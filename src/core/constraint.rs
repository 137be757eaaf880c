//! Primitive field constraints shared by every document block.
//!
//! Validators push their findings into a shared list instead of returning
//! early, so one pass over the document reports everything at once.

use rust_decimal::Decimal;

use super::error::ValidationError;
use super::ident::{is_valid_cnpj, is_valid_cpf};

/// Validate a normalized free-text field: the value must already be trimmed
/// and accent-stripped (see the normalization pass) and its length must fall
/// in `min..=max`.
pub fn check_text(
    value: &str,
    min: usize,
    max: usize,
    field: &str,
    errors: &mut Vec<ValidationError>,
) {
    let len = value.chars().count();
    if len < min || len > max {
        errors.push(ValidationError::format(
            field,
            format!("o texto deve ter entre {min} e {max} caracteres, possui {len}"),
        ));
    }
}

/// Validate membership in a closed code table.
pub fn check_code(
    value: &str,
    allowed: &[&str],
    field: &str,
    errors: &mut Vec<ValidationError>,
) {
    if !allowed.contains(&value) {
        errors.push(ValidationError::domain(
            field,
            format!("valor '{value}' fora da tabela de códigos admitidos"),
        ));
    }
}

/// Validate an exact-length all-digit code.
pub fn check_digits(value: &str, len: usize, field: &str, errors: &mut Vec<ValidationError>) {
    if value.len() != len || !value.bytes().all(|b| b.is_ascii_digit()) {
        errors.push(ValidationError::format(
            field,
            format!("deve conter exatamente {len} dígitos"),
        ));
    }
}

/// Validate an all-digit code whose length falls in `min..=max`.
pub fn check_digits_range(
    value: &str,
    min: usize,
    max: usize,
    field: &str,
    errors: &mut Vec<ValidationError>,
) {
    let ok = (min..=max).contains(&value.len()) && value.bytes().all(|b| b.is_ascii_digit());
    if !ok {
        errors.push(ValidationError::format(
            field,
            format!("deve conter entre {min} e {max} dígitos"),
        ));
    }
}

/// Whether `value` carries at most `places` significant decimal digits.
///
/// `Decimal` keeps trailing zeros, so the value is normalized before reading
/// its scale: `10.500` has precision 1, not 3.
pub fn has_precision(value: Decimal, places: u32) -> bool {
    value.normalize().scale() <= places
}

/// Validate the decimal-place budget of a monetary or percentage field.
pub fn check_precision(
    value: Decimal,
    places: u32,
    field: &str,
    errors: &mut Vec<ValidationError>,
) {
    if !has_precision(value, places) {
        errors.push(ValidationError::precision(
            field,
            format!("O número deve ter no máximo {places} casas decimais"),
        ));
    }
}

/// Validate a CNPJ identifier (length, digits, check digits).
pub fn check_cnpj(value: &str, field: &str, errors: &mut Vec<ValidationError>) {
    if !is_valid_cnpj(value) {
        errors.push(ValidationError::checksum(
            field,
            "CNPJ inválido: dígito verificador não confere",
        ));
    }
}

/// Validate a CPF identifier (length, digits, check digits, degenerate values).
pub fn check_cpf(value: &str, field: &str, errors: &mut Vec<ValidationError>) {
    if !is_valid_cpf(value) {
        errors.push(ValidationError::checksum(
            field,
            "CPF inválido: dígito verificador não confere",
        ));
    }
}

/// Validate a value that must be either a valid CNPJ or a valid CPF,
/// discriminated by length.
pub fn check_cnpj_or_cpf(value: &str, field: &str, errors: &mut Vec<ValidationError>) {
    match value.len() {
        14 => check_cnpj(value, field, errors),
        11 => check_cpf(value, field, errors),
        _ => errors.push(ValidationError::format(
            field,
            "identificador deve ser um CNPJ (14 dígitos) ou CPF (11 dígitos)",
        )),
    }
}

/// Minimal e-mail shape check: one `@`, non-empty local part, dotted domain.
pub fn check_email(value: &str, field: &str, errors: &mut Vec<ValidationError>) {
    let ok = match value.split_once('@') {
        Some((local, domain)) => {
            !local.is_empty()
                && !domain.is_empty()
                && domain.contains('.')
                && !domain.starts_with('.')
                && !domain.ends_with('.')
                && !value.contains(char::is_whitespace)
        }
        None => false,
    };
    if !ok {
        errors.push(ValidationError::format(
            field,
            format!("endereço de e-mail inválido: '{value}'"),
        ));
    }
}

#[cfg(test)]
mod tests {
    use super::*;
    use rust_decimal_macros::dec;

    fn run(f: impl FnOnce(&mut Vec<ValidationError>)) -> Vec<ValidationError> {
        let mut errors = Vec::new();
        f(&mut errors);
        errors
    }

    #[test]
    fn text_length_bounds() {
        assert!(run(|e| check_text("ab", 2, 60, "x", e)).is_empty());
        assert_eq!(run(|e| check_text("a", 2, 60, "x", e)).len(), 1);
        let long = "a".repeat(61);
        assert_eq!(run(|e| check_text(&long, 2, 60, "x", e)).len(), 1);
    }

    #[test]
    fn text_length_counts_chars_not_bytes() {
        // Normalization never removes base characters, so multibyte input
        // can still reach the length check.
        assert!(run(|e| check_text("ãb", 2, 60, "x", e)).is_empty());
    }

    #[test]
    fn code_membership() {
        assert!(run(|e| check_code("1", &["0", "1"], "x", e)).is_empty());
        let errs = run(|e| check_code("7", &["0", "1"], "x", e));
        assert_eq!(errs.len(), 1);
        assert_eq!(errs[0].kind, crate::core::error::ConstraintKind::DomainEnum);
    }

    #[test]
    fn digit_patterns() {
        assert!(run(|e| check_digits("3550308", 7, "cMun", e)).is_empty());
        assert_eq!(run(|e| check_digits("355030", 7, "cMun", e)).len(), 1);
        assert_eq!(run(|e| check_digits("355030a", 7, "cMun", e)).len(), 1);
        assert!(run(|e| check_digits_range("123", 1, 20, "x", e)).is_empty());
        assert_eq!(run(|e| check_digits_range("", 1, 20, "x", e)).len(), 1);
    }

    #[test]
    fn precision_exact_boundary() {
        for p in 0..=10u32 {
            let v = Decimal::new(12345, p);
            assert!(has_precision(v, p), "p={p}");
            if p < 10 {
                let over = Decimal::new(123451, p + 1);
                assert!(!has_precision(over, p), "p={p}");
            }
        }
    }

    #[test]
    fn precision_ignores_trailing_zeros() {
        assert!(has_precision(dec!(10.500), 1));
        assert!(has_precision(dec!(7.00), 0));
        assert!(!has_precision(dec!(7.01), 1));
    }

    #[test]
    fn cnpj_or_cpf_dispatch() {
        assert!(run(|e| check_cnpj_or_cpf("11222333000181", "x", e)).is_empty());
        assert!(run(|e| check_cnpj_or_cpf("52998224725", "x", e)).is_empty());
        assert_eq!(run(|e| check_cnpj_or_cpf("123", "x", e)).len(), 1);
    }

    #[test]
    fn email_shapes() {
        assert!(run(|e| check_email("fiscal@empresa.com.br", "x", e)).is_empty());
        assert_eq!(run(|e| check_email("sem-arroba", "x", e)).len(), 1);
        assert_eq!(run(|e| check_email("a@b", "x", e)).len(), 1);
        assert_eq!(run(|e| check_email("a@.com", "x", e)).len(), 1);
    }
}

## Exercise objective
Here the job is to set down exactly the lines of the material above that fall between the one with "part, dotted domain." and the one with "fn run(f: impl", inclusive, and nothing beyond them.

## Solution
/// Minimal e-mail shape check: one `@`, non-empty local part, dotted domain.
pub fn check_email(value: &str, field: &str, errors: &mut Vec<ValidationError>) {
    let ok = match value.split_once('@') {
        Some((local, domain)) => {
            !local.is_empty()
                && !domain.is_empty()
                && domain.contains('.')
                && !domain.starts_with('.')
                && !domain.ends_with('.')
                && !value.contains(char::is_whitespace)
        }
        None => false,
    };
    if !ok {
        errors.push(ValidationError::format(
            field,
            format!("endereço de e-mail inválido: '{value}'"),
        ));
    }
}

#[cfg(test)]
mod tests {
    use super::*;
    use rust_decimal_macros::dec;

    fn run(f: impl FnOnce(&mut Vec<ValidationError>)) -> Vec<ValidationError> {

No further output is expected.